Fox & Made In Chelsea: A perfect plot placement match

Challenge

Teens are very good at ignoring us advertising folk. Exposed to an ad every 11.52 seconds, their coping mechanism has been to cut through to the content they’re really after. Unless an advertisement is personally relevant and valuable it is blocked, skipped or ignored so that they can get to the things they care about.

When launching Fox’s Paper Towns, this was a problem… a big problem. While our lack of budget was an issue (metaphorically beating the audience over the head still remains an occasionally effective way of getting noticed), personal relevance was the issue.

A maudlin anti-love story, the film tells the story of a hopelessly in-love teenager chasing a girl who definitely doesn’t love him back. No happy ending ensues; no optimism is provided.
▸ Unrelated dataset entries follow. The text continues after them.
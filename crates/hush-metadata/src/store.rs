//! The metadata store seam.

use async_trait::async_trait;
use hush_models::{UploadRecord, UserId};

use crate::error::MetadataResult;

/// Record store keyed by user, holding pointers to stored blobs.
#[async_trait]
pub trait MetadataStore: Send + Sync {
    /// Insert one record pointing at `file_url`.
    async fn insert_video(&self, user_id: &UserId, file_url: &str) -> MetadataResult<UploadRecord>;

    /// All records owned by `user_id`.
    async fn list_videos(&self, user_id: &UserId) -> MetadataResult<Vec<UploadRecord>>;

    /// Verify the backend is reachable.
    async fn check_connectivity(&self) -> MetadataResult<()>;
}
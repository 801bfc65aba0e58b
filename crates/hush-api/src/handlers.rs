//! Request handlers.

pub mod health;
pub mod upload;
pub mod videos;

pub use health::*;
pub use upload::*;
pub use videos::*;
For an audience so resolutely focused on enjoying the here and now, it wasn’t the easiest sell – and the reviews didn’t help.

Therefore, at launch our challenge was to find a way of taking a difficult, gloomy story and making it feel relevant, fresh and attractive for an audience minded to ignore most stuff anyway. We had our work cut-out.

Solution

Be a part of the stories teens care about.

If our unorthodox story wouldn’t capture their attention on its own, we were going to cheat. Like a mother hiding broccoli under the mashed potato for a picky child, we would find a maker of teens’ beloved content and feature our story in the middle of what teens wanted to watch and what they wanted to talk about.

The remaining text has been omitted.